Correspondance de Gustave Flaubert/Tome 7/1589

Louis Conard (Volume 7p. 315-317).

1589. À SA NIÈCE CAROLINE.
Croisset, samedi, midi [1er juillet 1876].

Je suis content d’apprendre le mariage de cette bonne Fanny[1] et, comme à toi, cette nouvelle m’a causé « une vive impression » (style facile vous épargnant la peine de chercher les mots et de savoir ce qu’on veut dire). Espérons qu’elle sera heureuse, que nous la verrons souvent, et que l’amitié ne faiblira pas. Je voudrais connaître le mari. Ton projet va donc se réaliser : le voyage en compagnie de la chère Flavie. Tant mieux ! Mais tâche de ne pas t’exalter à Lourdes. Continue à réserver ta foi pour des choses plus élevées… !

Si Ernest ne vient te trouver aux Pyrénées qu’à la fin de juillet, nous ne sommes pas près de nous voir, pauvre chat. Le bon Laporte est venu me voir hier dans l’après-midi, pendant que Marguerite accouchait[2]. Émile est dans le ravissement d’avoir un fils, joie que je comprends, que je trouvais autrefois très ridicule, et que maintenant j’envie. Dans la jeunesse, on est vert et dur, on s’attendrit plus tard, et enfin l’on arrive à être blet comme une poire d’Édouin : triste régal ! Pourtant je ne suis pas encore trop avachi, et je lutte comme un forcené contre les difficultés de mon Cœur simple, qui augmentent de jour en jour.

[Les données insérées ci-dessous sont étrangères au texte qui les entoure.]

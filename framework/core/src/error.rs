use std::time::Duration;

/// Failures reported by a browser automation driver.
///
/// Apart from a [DriverError::Launch] returned by [crate::driver::BrowserDriver::ready], these are
/// scoped to a single virtual user. The simulator records them as that user's failure and the
/// other users carry on.
#[derive(derive_more::Error, derive_more::Display, Debug, Clone, PartialEq, Eq)]
pub enum DriverError {
    /// No automation environment could be reached, or a session could not be created.
    #[display("failed to launch browser session: {reason}")]
    Launch { reason: String },
    #[display("failed to navigate to {url}: {reason}")]
    Navigation { url: String, reason: String },
    /// Nothing matched the selector before the timeout elapsed.
    #[display("timed out after {timeout:?} waiting for selector `{selector}`")]
    SelectorTimeout { selector: String, timeout: Duration },
    #[display("failed to click element: {reason}")]
    Click { reason: String },
    /// The browser behind the session has gone away, so no further command can succeed.
    #[display("browser session is no longer available: {reason}")]
    SessionLost { reason: String },
    #[display("failed to close browser session: {reason}")]
    Close { reason: String },
}

impl DriverError {
    pub fn launch(reason: impl ToString) -> Self {
        Self::Launch {
            reason: reason.to_string(),
        }
    }

    pub fn navigation(url: &str, reason: impl ToString) -> Self {
        Self::Navigation {
            url: url.to_string(),
            reason: reason.to_string(),
        }
    }

    pub fn selector_timeout(selector: &str, timeout: Duration) -> Self {
        Self::SelectorTimeout {
            selector: selector.to_string(),
            timeout,
        }
    }

    pub fn click(reason: impl ToString) -> Self {
        Self::Click {
            reason: reason.to_string(),
        }
    }

    pub fn session_lost(reason: impl ToString) -> Self {
        Self::SessionLost {
            reason: reason.to_string(),
        }
    }

    pub fn close(reason: impl ToString) -> Self {
        Self::Close {
            reason: reason.to_string(),
        }
    }
}
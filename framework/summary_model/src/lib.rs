use serde::{Deserialize, Serialize};
use sha3::Digest;
use std::io::{BufRead, Read, Write};
use std::path::Path;

/// Summary of a load test run
#[derive(Debug, Clone, Serialize, Deserialize, PartialEq)]
pub struct RunSummary {
    /// The unique run id
    ///
    /// Chosen by the runner. Unique for each run.
    pub run_id: String,
    /// The endpoint the virtual users were sent to
    pub target_url: String,
    /// The time the run started
    ///
    /// This is a Unix timestamp in seconds.
    pub started_at: i64,
    /// The number of virtual users configured
    pub total_users: usize,
    /// The number of workflow steps each user answers
    pub step_count: usize,
    /// The pause after every user action, in milliseconds
    pub action_delay_ms: u64,
    /// The number of users that reached the results page
    pub completed: usize,
    /// The number of users that failed at some point in the workflow
    ///
    /// Always `total_users - completed`.
    pub failed: usize,
    /// Wall time from launching the first user to the last user finishing, in milliseconds
    pub elapsed_ms: u64,
    /// The version of Stampede that was used for this run
    pub stampede_version: String,
}

impl RunSummary {
    /// Compute a fingerprint for this run summary
    ///
    /// The fingerprint identifies the configuration used for the run, so that runs of the same
    /// configuration can be compared. It uses the
    ///     - Target URL
    ///     - Total users
    ///     - Step count
    ///     - Action delay
    ///     - Stampede version
    ///
    /// The fingerprint is computed using [sha3::Sha3_256].
    pub fn fingerprint(&self) -> String {
        let mut hasher = sha3::Sha3_256::new();
        Digest::update(&mut hasher, self.target_url.as_bytes());
        Digest::update(&mut hasher, (self.total_users as u64).to_le_bytes());
        Digest::update(&mut hasher, (self.step_count as u64).to_le_bytes());
        Digest::update(&mut hasher, self.action_delay_ms.to_le_bytes());
        Digest::update(&mut hasher, self.stampede_version.as_bytes());

        format!("{:x}", hasher.finalize())
    }
}

/// Append the run summary to a file
///
/// The summary will be serialized to JSON and output as a single line followed by a newline. The
/// recommended file extension is `.jsonl`.
pub fn append_run_summary(run_summary: &RunSummary, path: impl AsRef<Path>) -> anyhow::Result<()> {
    let mut file = std::fs::OpenOptions::new()
        .append(true)
        .create(true)
        .open(path)?;
    store_run_summary(run_summary, &mut file)?;
    file.write_all(b"\n")?;
    Ok(())
}

/// Serialize the run summary to a writer
pub fn store_run_summary<W: Write>(run_summary: &RunSummary, writer: &mut W) -> anyhow::Result<()> {
    serde_json::to_writer(writer, run_summary)?;
    Ok(())
}

/// Load a run summary from a reader
pub fn load_run_summary<R: Read>(reader: R) -> anyhow::Result<RunSummary> {
    let reader = std::io::BufReader::new(reader);
    let run_summary: RunSummary = serde_json::from_reader(reader)?;
    Ok(run_summary)
}

/// Load run summaries from a file
///
/// The file should contain one JSON object per line. This is the format produced by
/// [append_run_summary].
pub fn load_summary_runs(path: impl AsRef<Path>) -> anyhow::Result<Vec<RunSummary>> {
    let file = std::fs::File::open(path)?;
    let reader = std::io::BufReader::new(file);
    let mut runs = Vec::new();
    for line in reader.lines() {
        let line = line?;
        if line.trim().is_empty() {
            continue;
        }
        let run: RunSummary = serde_json::from_str(&line)?;
        runs.push(run);
    }
    Ok(runs)
}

Tes explications sur les colis ne sont pas claires comme de l’eau de roche. Je tâcherai cependant, de nous y conformer. Quant aux clefs, Émile, qui les a toutes laissées à Paris, n’en a aucune ici. Cherche-les ! C’est Marguerite qui a rempli les deux caisses dont tu parles. Quant à la troisième, faite par Émile, elle n’en a pas : il l’a ficelée.

Allons, adieu, pauvre loulou. Bon voyage. Écris-moi donc sur du papier plus large. Pas tant de chic ! Les barres énergiques de ton écriture n’ont pas la place de s’étendre…

Il est temps d’aller me plonger dans la Seine. Si ça pouvait me faire dormir ! Mais j’ai le bourrichon monté. La nuit, les périodes qui roulent dans ma cervelle, comme des chars d’empereur romain, me réveillent en sursaut par leurs cahots et leur grondement continu.

Allons, encore un baiser bon de

Ta nounou.

  1. Fanny Egberg, qui venait d’épouser le baron Davoust, parent du maréchal.
  2. La femme de chambre de Mme Commanville, mariée au domestique de Flaubert.